Derrick was also always willing to help and give back.  The amount of volunteer work that he has done over the years for the Mike’s Bike Shop Challenge youth races as well as for the Sprockids learn to mountain bike program is beyond admirable.  And there was also all of the trail work that he tirelessly did with the Codiac Cycling Trails group.  Derrick was the kind of person always offering to lend assistance, even before being asked, even if he didn’t have any kids racing or any obligation whatsoever to be there.  He was such a good mentor for all young riders, bringing some of the kids from his neighborhood to the BMX track every Wednesday night for open track practice.  And there was also the time when he brought those same kids to the Elgin fall mountain bike race and rode the shorter distance race with them.  I was all done my own race and all cleaned up when I noticed Derrick crossing the line with the kids.  I’m not sure why but I think that they called themselves “Team Tobias”.  And there was also that time when I was riding with Derrick and I crashed and landed on my head during a Tuesday night MTB race in Rotary Park in 2016.  Derrick immediately stopped and asked if I was OK and I told him to keep racing as I sat on the side of the trail still in a daze.  The world would be so much better with more Derricks in it.  We all know that our time here is limited, that we all have an expiration date and that we don’t decide when our number eventually comes up.  Thanks for showing us how to live fully and generously in the meantime Derrick.
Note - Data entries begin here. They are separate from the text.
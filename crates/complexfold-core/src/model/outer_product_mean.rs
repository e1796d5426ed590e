use super::config::OuterProductMeanConfig;
use super::error::ModelError;
use super::primitives::{LayerNorm, Linear, LinearInit, layer_norm};
use crate::core::utils::chunk::chunked;
use crate::core::utils::inplace::div_rows_inplace;
use crate::core::utils::tensor::{flatten_leading, unflatten_leading};
use candle_core::{D, Module, Result, Tensor};
use candle_nn::VarBuilder;
use tracing::{debug, instrument};

#[derive(Debug, Clone)]
enum Projection {
    Separate { linear_1: Linear, linear_2: Linear },
    Fused { linear_12: Linear },
}

/// Pair update from the outer product of two projections of the MSA embedding, averaged over
/// the sequences in which both residues are present.
#[derive(Debug, Clone)]
pub struct OuterProductMean {
    config: OuterProductMeanConfig,
    layer_norm: LayerNorm,
    projection: Projection,
    linear_out: Linear,
}

impl OuterProductMean {
    pub fn new(config: &OuterProductMeanConfig, vb: VarBuilder) -> std::result::Result<Self, ModelError> {
        config.validate()?;
        let (c_m, c_hidden) = (config.c_m, config.c_hidden);

        let projection = if config.fused_projection {
            Projection::Fused {
                linear_12: Linear::new(c_m, 2 * c_hidden, LinearInit::Default, vb.pp("linear_12"))?,
            }
        } else {
            Projection::Separate {
                linear_1: Linear::new(c_m, c_hidden, LinearInit::Default, vb.pp("linear_1"))?,
                linear_2: Linear::new(c_m, c_hidden, LinearInit::Default, vb.pp("linear_2"))?,
            }
        };

        Ok(Self {
            config: config.clone(),
            layer_norm: layer_norm(c_m, vb.pp("layer_norm"))?,
            projection,
            linear_out: Linear::new(
                c_hidden * c_hidden,
                config.c_z,
                LinearInit::Final,
                vb.pp("linear_out"),
            )?,
        })
    }

    pub fn config(&self) -> &OuterProductMeanConfig {
        &self.config
    }

    /// `m`: `[*, N_seq, N_res, C_m]`, `mask`: `[*, N_seq, N_res]` (all ones when absent).
    /// Returns the `[*, N_res, N_res, C_z]` pair update.
    ///
    /// With `chunk_size`, the outer product is evaluated in slices of that many rows of the
    /// first residue axis. `inplace_safe` divides by the normalizer in place; only pass it when
    /// no gradient flows through the result.
    #[instrument(skip_all, name = "outer_product_mean")]
    pub fn forward(
        &self,
        m: &Tensor,
        mask: Option<&Tensor>,
        chunk_size: Option<usize>,
        inplace_safe: bool,
    ) -> std::result::Result<Tensor, ModelError> {
        let mask = match mask {
            Some(mask) => mask.to_dtype(m.dtype())?,
            None => Tensor::ones(&m.dims()[..m.rank() - 1], m.dtype(), m.device())?,
        };

        let ln = self.layer_norm.forward(m)?;
        let (a, b) = self.project(&ln)?;
        let channel_mask = mask.unsqueeze(D::Minus1)?;
        let a = a.broadcast_mul(&channel_mask)?;
        let b = b.broadcast_mul(&channel_mask)?;

        // [B, N_seq, N_res, C]
        let (a, leading) = flatten_leading(&a, 3)?;
        let (b, _) = flatten_leading(&b, 3)?;
        let n_res = a.dim(2)?;

        let outer = match chunk_size {
            Some(size) => {
                debug!(chunk_size = size, n_res, "Chunking outer product.");
                chunked(n_res, size, 1, |start, len| {
                    self.outer(&a.narrow(2, start, len)?, &b)
                })?
            }
            None => self.outer(&a, &b)?,
        };

        // [B, N_res, N_res, 1]
        let (mask, _) = flatten_leading(&mask, 2)?;
        let norm = (mask.transpose(1, 2)?.contiguous()?.matmul(&mask)? + self.config.eps)?
            .unsqueeze(D::Minus1)?;

        let outer = if inplace_safe {
            div_rows_inplace(&outer, &norm)?
        } else {
            outer.broadcast_div(&norm)?
        };
        Ok(unflatten_leading(&outer, &leading)?)
    }

    fn project(&self, ln: &Tensor) -> Result<(Tensor, Tensor)> {
        match &self.projection {
            Projection::Separate { linear_1, linear_2 } => {
                Ok((linear_1.forward(ln)?, linear_2.forward(ln)?))
            }
            Projection::Fused { linear_12 } => {
                let ab = linear_12.forward(ln)?;
                let c = self.config.c_hidden;
                Ok((ab.narrow(D::Minus1, 0, c)?, ab.narrow(D::Minus1, c, c)?))
            }
        }
    }

    // a: [B, S, I, C], b: [B, S, J, C] -> [B, I, J, C_z] with
    // outer[i, j, c, e] = sum_s a[s, i, c] * b[s, j, e], flattened over (c, e).
    fn outer(&self, a: &Tensor, b: &Tensor) -> Result<Tensor> {
        let (batch, seqs, rows, c) = a.dims4()?;
        let cols = b.dim(2)?;

        let a_t = a
            .permute((0, 2, 3, 1))?
            .contiguous()?
            .reshape((batch, rows * c, seqs))?;
        let b_flat = b.contiguous()?.reshape((batch, seqs, cols * c))?;
        let outer = a_t
            .matmul(&b_flat)?
            .reshape((batch, rows, c, cols, c))?
            .permute((0, 1, 3, 2, 4))?
            .contiguous()?
            .reshape((batch, rows, cols, c * c))?;
        self.linear_out.forward(&outer)
    }
}
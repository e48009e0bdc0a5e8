//! The FilterPipeline composes multiple filters.
//!
//! This module provides the main FilterPipeline struct that chains
//! filters together using the builder pattern, and builds one from a Query.

use crate::filters::{
    CategoryFilter, FlagFilter, MaximumValueFilter, MinimumValueFilter, TextSearchFilter,
};
use crate::query::Query;
use crate::traits::Filter;
use catalog::Item;

/// Chains multiple filters together as a logical AND.
///
/// ## Usage
/// ```ignore
/// let pipeline = FilterPipeline::new()
///     .add_filter(TextSearchFilter::new("pad", vec![]))
///     .add_filter(CategoryFilter::new("category", Some("paddles".into())))
///     .add_filter(FlagFilter::required("isNew"));
///
/// let filtered = pipeline.apply(catalog.items());
/// ```
pub struct FilterPipeline {
    filters: Vec<Box<dyn Filter>>,
}

impl FilterPipeline {
    /// Create a new empty FilterPipeline.
    pub fn new() -> Self {
        Self {
            filters: Vec::new(),
        }
    }

    /// Build the pipeline for a Query.
    ///
    /// Only active criteria become filters, cheapest checks first: flags,
    /// category, numeric bounds, then the text search which lowercases
    /// field values. A category selection of `all` or `""` is not active,
    /// whether it came from the builder or from deserialized JSON.
    pub fn from_query(query: &Query) -> Self {
        let mut pipeline = Self::new();

        for flag in &query.required_flags {
            pipeline = pipeline.add_filter(FlagFilter::required(flag.as_str()));
        }
        if let Some(selection) = query.category.as_ref().filter(|s| s.is_active()) {
            let selected = Some(selection.value.clone());
            pipeline = pipeline.add_filter(CategoryFilter::new(selection.field.as_str(), selected));
        }
        if let Some(bound) = &query.minimum {
            let filter = MinimumValueFilter::new(bound.field.as_str(), bound.value);
            pipeline = pipeline.add_filter(filter);
        }
        if let Some(bound) = &query.maximum {
            let filter = MaximumValueFilter::new(bound.field.as_str(), bound.value);
            pipeline = pipeline.add_filter(filter);
        }
        if !query.search.trim().is_empty() {
            let filter = TextSearchFilter::new(&query.search, query.search_fields.clone());
            pipeline = pipeline.add_filter(filter);
        }

        pipeline
    }

    /// Add a filter to the pipeline (builder pattern).
    ///
    /// # Arguments
    /// * `filter` - Any type implementing the Filter trait
    ///
    /// # Returns
    /// Self for method chaining
    pub fn add_filter(mut self, filter: impl Filter + 'static) -> Self {
        self.filters.push(Box::new(filter));
        self
    }

    pub fn len(&self) -> usize {
        self.filters.len()
    }

    pub fn is_empty(&self) -> bool {
        self.filters.is_empty()
    }

    /// Returns `true` if every filter keeps the item.
    ///
    /// Stops at the first filter that rejects it.
    pub fn matches(&self, item: &Item) -> bool {
        self.filters.iter().all(|filter| filter.matches(item))
    }

    /// Apply all filters to the items.
    ///
    /// ## Algorithm
    /// 1. Log the active filters and input count
    /// 2. Keep each item that passes every filter, in input order
    /// 3. Log the output count
    ///
    /// # Returns
    /// References to the kept items. Never fails; no match gives an empty Vec.
    pub fn apply<'a, I>(&self, items: I) -> Vec<&'a Item>
    where
        I: IntoIterator<Item = &'a Item>,
    {
        let items = items.into_iter();
        let names: Vec<&str> = self.filters.iter().map(|filter| filter.name()).collect();
        let (input_count, _) = items.size_hint();
        tracing::debug!(
            "Applying filters: [{}] (input count: {})",
            names.join(", "),
            input_count
        );

        let filtered: Vec<&Item> = items.filter(|item| self.matches(item)).collect();

        tracing::debug!("Filters applied (output count: {})", filtered.len());
        filtered
    }
}

impl Default for FilterPipeline {
    fn default() -> Self {
        Self::new()
    }
}
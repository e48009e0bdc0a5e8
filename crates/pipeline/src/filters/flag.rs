//! Filter on boolean amenity/flag attributes ("has lights", "indoor", "new").

use crate::traits::Filter;
use catalog::Item;

/// Keeps items that have a required flag set to `true`.
///
/// A flag that is not required always passes. When required, a missing flag
/// counts as `false`.
pub struct FlagFilter {
    flag: String,
    required: bool,
}

impl FlagFilter {
    /// Create a filter that requires `flag` to be set.
    pub fn required(flag: impl Into<String>) -> Self {
        Self {
            flag: flag.into(),
            required: true,
        }
    }

    /// Create a new FlagFilter, mirroring an amenity checkbox.
    pub fn new(flag: impl Into<String>, required: bool) -> Self {
        Self {
            flag: flag.into(),
            required,
        }
    }
}

impl Filter for FlagFilter {
    fn name(&self) -> &str {
        "FlagFilter"
    }

    fn matches(&self, item: &Item) -> bool {
        !self.required || item.flag(&self.flag) == Some(true)
    }
}
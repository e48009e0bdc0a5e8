use anyhow::{Context, Result, anyhow};
use catalog::{CATEGORY, Catalog, IS_NEW, Item, ItemKind, PRICE};
use clap::{Args, Parser, Subcommand};
use colored::Colorize;
use pipeline::{Page, Query, SortMode, ViewMode, run_query};
use rand::Rng;
use std::fs;
use std::path::PathBuf;
use std::time::{Duration, Instant};

/// Courtside - search and filter marketplace catalogs
#[derive(Parser)]
#[command(name = "courtside")]
#[command(about = "Search, filter and sort pickleball marketplace catalogs", long_about = None)]
struct Cli {
    /// Path to a catalog JSON document
    #[arg(short, long, default_value = "data/catalog.json")]
    data: PathBuf,

    #[command(subcommand)]
    command: Commands,
}

#[derive(Subcommand)]
enum Commands {
    /// Run a query against the catalog
    Search(SearchArgs),

    /// List distinct values of a categorical field
    Categories {
        /// Field to list
        #[arg(long, default_value = CATEGORY)]
        field: String,
    },

    /// Show every attribute of one item
    Show {
        /// Item ID to display
        #[arg(long)]
        id: String,
    },

    /// Time queries over a synthetic catalog
    Benchmark {
        /// Number of synthetic items
        #[arg(long, default_value = "10000")]
        items: usize,

        /// Number of queries to run
        #[arg(long, default_value = "200")]
        iterations: usize,
    },
}

#[derive(Args)]
struct SearchArgs {
    /// JSON file holding a saved Query; flags below override its fields
    #[arg(long)]
    query_file: Option<PathBuf>,

    /// Free text (case-insensitive substring match)
    #[arg(long)]
    text: Option<String>,

    /// Text fields to search (defaults depend on the item kind)
    #[arg(long, value_delimiter = ',')]
    fields: Vec<String>,

    /// Categorical field the --category value applies to
    #[arg(long, default_value = CATEGORY)]
    category_field: String,

    /// Category value to keep ("all" clears it)
    #[arg(long)]
    category: Option<String>,

    /// Numeric field for --min
    #[arg(long, default_value = PRICE)]
    min_field: String,

    /// Inclusive minimum for --min-field (0 means unset)
    #[arg(long, allow_negative_numbers = true)]
    min: Option<f64>,

    /// Numeric field for --max
    #[arg(long, default_value = PRICE)]
    max_field: String,

    /// Inclusive maximum for --max-field
    #[arg(long, allow_negative_numbers = true)]
    max: Option<f64>,

    /// Flag that must be set (repeatable)
    #[arg(long = "flag")]
    flags: Vec<String>,

    /// featured, price-ascending, price-descending or newest-first
    #[arg(long)]
    sort: Option<SortMode>,

    /// Results per page
    #[arg(long, default_value = "12")]
    page_size: usize,

    /// Zero-based page number
    #[arg(long, default_value = "0")]
    page: usize,

    /// grid, list or compact
    #[arg(long, default_value = "list")]
    view: ViewMode,
}

fn main() -> Result<()> {
    // Initialize tracing
    tracing_subscriber::fmt()
        .with_env_filter(
            tracing_subscriber::EnvFilter::try_from_default_env()
                .unwrap_or_else(|_| tracing_subscriber::EnvFilter::new("info")),
        )
        .init();

    let cli = Cli::parse();

    if let Commands::Benchmark { items, iterations } = cli.command {
        return handle_benchmark(items, iterations);
    }

    let start = Instant::now();
    let catalog = Catalog::load_from_file(&cli.data)
        .with_context(|| format!("Failed to load catalog from {}", cli.data.display()))?;
    println!(
        "{} Loaded {} items in {:?}",
        "✓".green(),
        catalog.len(),
        start.elapsed()
    );

    // Dispatch to appropriate command handler
    match cli.command {
        Commands::Search(args) => handle_search(&catalog, args)?,
        Commands::Categories { field } => handle_categories(&catalog, &field),
        Commands::Show { id } => handle_show(&catalog, &id)?,
        Commands::Benchmark { .. } => {}
    }

    Ok(())
}

/// Build the Query from an optional saved query plus command line overrides
fn build_query(args: &SearchArgs) -> Result<Query> {
    let mut query = match &args.query_file {
        Some(path) => {
            let content = fs::read_to_string(path)
                .with_context(|| format!("Failed to read query file {}", path.display()))?;
            serde_json::from_str(&content)
                .with_context(|| format!("Invalid query file {}", path.display()))?
        }
        None => Query::new(),
    };

    if let Some(text) = &args.text {
        query = query.search(text.as_str());
    }
    if !args.fields.is_empty() {
        query = query.search_fields(args.fields.iter().map(String::as_str));
    }
    if let Some(category) = &args.category {
        query = query.category_in(args.category_field.as_str(), category.as_str());
    }
    if let Some(min) = args.min {
        query = query.minimum(args.min_field.as_str(), min);
    }
    if let Some(max) = args.max {
        query = query.maximum(args.max_field.as_str(), max);
    }
    for flag in &args.flags {
        query = query.require_flag(flag.as_str());
    }
    if let Some(sort) = args.sort {
        query = query.sort(sort);
    }

    Ok(query)
}

/// Handle the 'search' command
fn handle_search(catalog: &Catalog, args: SearchArgs) -> Result<()> {
    let query = build_query(&args)?;
    tracing::debug!("Running query: {:?}", query);

    let view = run_query(catalog.items(), &query);
    if view.is_empty_state() {
        println!("{}", "No items match these filters.".yellow());
        return Ok(());
    }

    let page = view.page_number(args.page, args.page_size);
    print_page(&page, args.view);
    Ok(())
}

/// Handle the 'categories' command
fn handle_categories(catalog: &Catalog, field: &str) {
    let values = catalog.categories(field);
    println!("{}", format!("Values of '{field}':").bold().blue());
    if values.is_empty() {
        println!("  (none)");
    }
    for (value, count) in values {
        println!("  {} {} ({} items)", "•".green(), value, count);
    }
}

/// Handle the 'show' command
fn handle_show(catalog: &Catalog, id: &str) -> Result<()> {
    let item = catalog
        .get(id)
        .ok_or_else(|| anyhow!("Item {id} not found"))?;

    println!("{}", format!("{} [{}] ({})", item.label(), item.id, item.kind).bold().blue());
    for (key, value) in &item.text {
        println!("{}{}: {}", "• ".green(), key, value);
    }
    for (key, value) in &item.numbers {
        println!("{}{}: {}", "• ".cyan(), key, value);
    }
    for (key, value) in &item.flags {
        println!("{}{}: {}", "• ".magenta(), key, value);
    }
    Ok(())
}

/// Handle the 'benchmark' command
fn handle_benchmark(items: usize, iterations: usize) -> Result<()> {
    if iterations == 0 {
        return Err(anyhow!("--iterations must be at least 1"));
    }

    let mut rng = rand::rng();
    let catalog = Catalog::from_items(synthetic_catalog(&mut rng, items))
        .context("Failed to build synthetic catalog")?;
    println!("Generated {} synthetic items", catalog.len());

    let searches = ["", "pad", "ball", "pro", "bag"];
    let mut timings: Vec<Duration> = Vec::with_capacity(iterations);
    let mut matched = 0usize;
    for _ in 0..iterations {
        let mut query = Query::new()
            .search(searches[rng.random_range(0..searches.len())])
            .sort(SortMode::ALL[rng.random_range(0..SortMode::ALL.len())]);
        if rng.random_bool(0.5) {
            query = query.category(CATEGORIES[rng.random_range(0..CATEGORIES.len())]);
        }
        if rng.random_bool(0.3) {
            query = query.require_flag(IS_NEW);
        }

        let start = Instant::now();
        let view = run_query(catalog.items(), &query);
        timings.push(start.elapsed());
        matched += view.len();
    }

    let total_time: Duration = timings.iter().sum();
    let avg_latency = total_time / timings.len() as u32;
    timings.sort();
    let percentile = |p: f32| timings[((timings.len() as f32 * p) as usize).min(timings.len() - 1)];

    println!("Benchmark results:");
    println!("Total time: {total_time:?}");
    println!("Average latency: {avg_latency:?}");
    println!("P50 latency: {:?}", percentile(0.50));
    println!("P95 latency: {:?}", percentile(0.95));
    println!("P99 latency: {:?}", percentile(0.99));
    println!("Average matches: {:.1}", matched as f32 / iterations as f32);
    println!(
        "Throughput: {:.2} queries/second",
        iterations as f32 / total_time.as_secs_f32().max(f32::EPSILON)
    );

    Ok(())
}

const CATEGORIES: [&str; 4] = ["paddles", "balls", "bags", "apparel"];

fn synthetic_catalog(rng: &mut impl Rng, len: usize) -> Vec<Item> {
    let names = ["Pro Paddle", "Outdoor Ball", "Tour Bag", "Court Shoe", "Grip Tape"];
    (0..len)
        .map(|i| {
            let mut item = Item::new(format!("p{i}"), ItemKind::Product)
                .with_text("name", format!("{} {i}", names[rng.random_range(0..names.len())]))
                .with_text(CATEGORY, CATEGORIES[rng.random_range(0..CATEGORIES.len())])
                .with_flag(IS_NEW, rng.random_bool(0.2));
            // Some listings have no price yet
            if rng.random_bool(0.9) {
                item = item.with_number(PRICE, f64::from(rng.random_range(5u32..300)));
            }
            item
        })
        .collect()
}

/// Header line for a page; a cursor past the end gets no range
fn page_header(page: &Page<'_>) -> String {
    if page.items.is_empty() {
        return format!("No results on this page ({} results in total)", page.total);
    }
    format!(
        "Showing {}-{} of {} results:",
        page.cursor + 1,
        page.cursor + page.items.len(),
        page.total
    )
}

/// Print one page of results in the requested layout
fn print_page(page: &Page<'_>, mode: ViewMode) {
    println!("{}", page_header(page).bold().blue());
    if page.items.is_empty() {
        return;
    }

    match mode {
        ViewMode::Compact => {
            let labels: Vec<&str> = page.items.iter().map(|item| item.label()).collect();
            println!("{}", labels.join(" | "));
        }
        ViewMode::Grid => {
            for row in page.items.chunks(3) {
                let cells: Vec<String> = row
                    .iter()
                    .map(|item| format!("{:<28}", truncate(item.label(), 26)))
                    .collect();
                println!("{}", cells.join(""));
            }
        }
        ViewMode::List => {
            for (offset, item) in page.items.iter().enumerate() {
                let rank = page.cursor + offset + 1;
                let price = item
                    .price()
                    .map(|p| format!("${p:.2}"))
                    .unwrap_or_else(|| "-".to_string());
                let badge = if item.flag(IS_NEW) == Some(true) {
                    " NEW".yellow().to_string()
                } else {
                    String::new()
                };
                println!(
                    "{}. {} [{}] {} {}{}",
                    rank.to_string().green(),
                    item.label(),
                    item.id,
                    item.category().unwrap_or("-"),
                    price,
                    badge
                );
            }
        }
    }

    if let Some(next) = page.next_cursor {
        println!("More results available (next page starts at {})", next + 1);
    }
}

fn truncate(s: &str, max_chars: usize) -> String {
    if s.chars().count() <= max_chars {
        s.to_string()
    } else {
        let cut: String = s.chars().take(max_chars.saturating_sub(1)).collect();
        format!("{cut}…")
    }
}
The very first Mike's Bike Shop Cyclebetes ride 2008 - Derrick on the far left

For the last few years the Mike’s Bike Shop Cyclebetes ride to cure Type 1 Diabetes has been giving an award to the most deserving riders, those who continuously go above and beyond in fundraising and continue to ride year after year.  I never got to give you that award Derrick.  I’m so very sorry.  You were going to be the next recipient and you deserved it more than anyone else.  Even when you were sick in the hospital and couldn’t ride this year you sent a friend to pay for your registration the day of the ride.  Thank you so very much for every single thing that you have done for cycling, Mike’s Bike Shop Cyclebetes, the Juvenile Diabetes Research Foundation and Type 1 Diabetes over the years.  The award is still yours; I just regret not giving it to you in person.



You had such a huge heart Derrick.  Thanks for inspiring me to try to grow mine as big as yours.  Rest easy my friend.  May the single track in heaven be buff and flowy and may the wind be at your back when you’re out in the open sections.  Ride in peace.  See you on the other side.  You will be missed Derrick Keith.